Member of the New York City Council from the 47th district
- In office January 1, 1994 – December 31, 2001
- Succeeded by: Domenic Recchia

Member of the New York State Assembly from the 46th district
- In office January 3, 1973 – December 31, 1993
- Preceded by: Leonard M. Simon
- Succeeded by: Jules Polonetsky

Personal details
- Born: Howard Louis Lasher May 7, 1944 Brooklyn, New York, U.S.
- Died: March 11, 2007 (aged 62) Ocean Parkway, New York, U.S.
- Party: Democratic
- Spouse(s): Geri Lasher(first wife), Susan Lasher (second wife)
- Children: 5 (Lisa, Laurie, David, and stepchildren Marissa and Jared)
- Occupation: Politician

= Howard L. Lasher =

American politician

Howard L. Lasher (1944–2007) was an American Democratic Party politician from Brooklyn. He was the first Orthodox Jew elected to state office in New York. He was the first to ever wear a Kippah in the New York assembly.

==Political career==
Lasher was a well-known politician in Brooklyn, New York, for over thirty-five years. He was a member of the New York State Assembly from 1973 to 1993, sitting in the 180th, 181st, 182nd, 183rd, 184th, 185th, 186th, 187th, 188th, 189th and 190th New York State Legislatures. He was a member of the New York City Council from 1994 to 2001. He had represented Brooklyn's 47th District on the City Council, representing Coney Island, Brighton Beach and the surrounding communities.

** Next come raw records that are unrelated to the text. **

//! Errors raised by the Folio services.
//!
//! Nothing here knows about SQLite. The storage crate maps its own failures
//! onto [`DatabaseError`] before they reach a service.

use chrono::ParseError as ChronoParseError;
use folio_market_data::MarketDataError;
use thiserror::Error;

pub type Result<T> = std::result::Result<T, Error>;

/// Every service operation fails with one of these. Front ends map the
/// variant to a status code or exit message.
#[derive(Error, Debug)]
pub enum Error {
    #[error("Database operation failed: {0}")]
    Database(#[from] DatabaseError),

    #[error("Input validation failed: {0}")]
    Validation(#[from] ValidationError),

    #[error("Constraint violation: {0}")]
    ConstraintViolation(String),

    #[error("{0} not found")]
    NotFound(String),

    #[error("Unauthorized: {0}")]
    Unauthorized(String),

    #[error("Market data operation failed: {0}")]
    MarketData(#[from] MarketDataError),

    #[error("Portfolio calculation failed: {0}")]
    Calculation(#[from] CalculatorError),

    #[error("Unexpected error: {0}")]
    Unexpected(String),
}

/// Storage failures, carried as text.
///
/// Unique and foreign-key violations keep their own variants so callers can
/// report a conflict instead of a server fault.
#[derive(Error, Debug)]
pub enum DatabaseError {
    #[error("Failed to connect to database: {0}")]
    ConnectionFailed(String),

    #[error("Failed to create database pool: {0}")]
    PoolCreationFailed(String),

    #[error("Database query failed: {0}")]
    QueryFailed(String),

    #[error("Record not found: {0}")]
    NotFound(String),

    /// Duplicate username, email or per-user symbol.
    #[error("Unique constraint violation: {0}")]
    UniqueViolation(String),

    /// A row points at a missing user or asset.
    #[error("Foreign key violation: {0}")]
    ForeignKeyViolation(String),

    #[error("Database migration failed: {0}")]
    MigrationFailed(String),

    /// Unreadable stored data, or a writer task that stopped.
    #[error("Internal database error: {0}")]
    Internal(String),
}

/// Failures while replaying or valuing a position.
#[derive(Error, Debug)]
pub enum CalculatorError {
    /// A figure left the range of a 96-bit decimal.
    #[error("Arithmetic overflow computing {0}")]
    Overflow(String),
}

/// Rejected user input.
#[derive(Error, Debug)]
pub enum ValidationError {
    #[error("Invalid input: {0}")]
    InvalidInput(String),

    #[error("Required field '{0}' is missing")]
    MissingField(String),

    #[error("Invalid numeric value for '{field}': {value}")]
    InvalidNumber { field: String, value: String },

    #[error("Failed to parse decimal number: {0}")]
    DecimalParse(#[from] rust_decimal::Error),

    #[error("Failed to parse date/time: {0}")]
    DateTimeParse(#[from] ChronoParseError),
}

impl Error {
    /// Shorthand for an [`ValidationError::InvalidInput`] wrapped in [`Error`].
    pub fn invalid_input(message: impl Into<String>) -> Self {
        Error::Validation(ValidationError::InvalidInput(message.into()))
    }
}

impl From<rust_decimal::Error> for Error {
    fn from(err: rust_decimal::Error) -> Self {
        Error::Validation(ValidationError::DecimalParse(err))
    }
}

impl From<ChronoParseError> for Error {
    fn from(err: ChronoParseError) -> Self {
        Error::Validation(ValidationError::DateTimeParse(err))
    }
}

impl From<serde_json::Error> for Error {
    fn from(err: serde_json::Error) -> Self {
        Error::Validation(ValidationError::InvalidInput(err.to_string()))
    }
}

impl From<Error> for String {
    fn from(err: Error) -> Self {
        err.to_string()
    }
}
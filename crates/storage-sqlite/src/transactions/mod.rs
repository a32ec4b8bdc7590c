//! SQLite storage implementation for transactions.

mod model;
mod repository;

pub use model::TransactionDB;
pub use repository::TransactionRepository;
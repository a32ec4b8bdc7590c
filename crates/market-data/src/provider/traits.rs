//! Market data provider trait definitions.

use async_trait::async_trait;

use crate::errors::MarketDataError;
use crate::models::Quote;

/// Trait for market data providers.
///
/// Implement this trait to add support for a new price source. Callers sort
/// providers by [`priority`](Self::priority) and fall through to the next one
/// when a provider fails.
///
/// # Example
///
/// ```ignore
/// use async_trait::async_trait;
/// use folio_market_data::{MarketDataError, MarketDataProvider, Quote};
///
/// struct MyProvider;
///
/// #[async_trait]
/// impl MarketDataProvider for MyProvider {
///     fn id(&self) -> &'static str {
///         "MY_PROVIDER"
///     }
///
///     async fn get_latest_quote(&self, symbol: &str) -> Result<Quote, MarketDataError> {
///         Err(MarketDataError::SymbolNotFound(symbol.to_string()))
///     }
/// }
/// ```
#[async_trait]
pub trait MarketDataProvider: Send + Sync {
    /// Unique identifier for this provider.
    ///
    /// Should be a constant string like "YAHOO" or "MANUAL".
    fn id(&self) -> &'static str;

    /// Provider priority for ordering.
    ///
    /// Lower values = higher priority. Default is 10.
    fn priority(&self) -> u8 {
        10
    }

    /// Fetch the latest quote for a ticker symbol (e.g. `AAPL`, `BTC-USD`).
    async fn get_latest_quote(&self, symbol: &str) -> Result<Quote, MarketDataError>;
}
use anyhow::Result;
use folio_core::users::NewUser;

use crate::context::{Context, Credentials};
use crate::output::Output;
use crate::prompt;

pub async fn register(
    ctx: &Context,
    out: &Output,
    credentials: &Credentials,
    email: String,
    confirm: Option<String>,
) -> Result<()> {
    let username = credentials.require_username()?.to_string();

    // Prompted passwords are always confirmed.
    let (password, password_confirmation) = match credentials.password.clone() {
        Some(password) => (password, confirm),
        None => {
            let password = prompt::read_secret("Password: ")?;
            let confirmation = match confirm {
                Some(confirmation) => confirmation,
                None => prompt::read_secret("Confirm password: ")?,
            };
            (password, Some(confirmation))
        }
    };

    let user = ctx
        .users
        .register(NewUser {
            username,
            email,
            password,
            password_confirmation,
        })
        .await?;
    tracing::info!("Registered user {}", user.id);

    out.emit(&user, |user| {
        format!("User '{}' registered with id {}", user.username, user.id)
    })
}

==New York Deprogramming Bill==
Lasher was the principal author of the "New York Deprogramming Bill, which would have allowed courts to appoint temporary guardians to remove people forcibly from cults. The New York State Assembly passed the bill 77-64, as did the New York State Senate 35-23. However, it was vetoed in July 1981 by New York Governor Hugh Carey.

==Council member==
While a Council Member, Lasher funded the reconstruction of Brighton Playground, in 1995. As an Assemblyman, Lasher served as Chairman of New York State Governor Mario Cuomo's Insurance Committee.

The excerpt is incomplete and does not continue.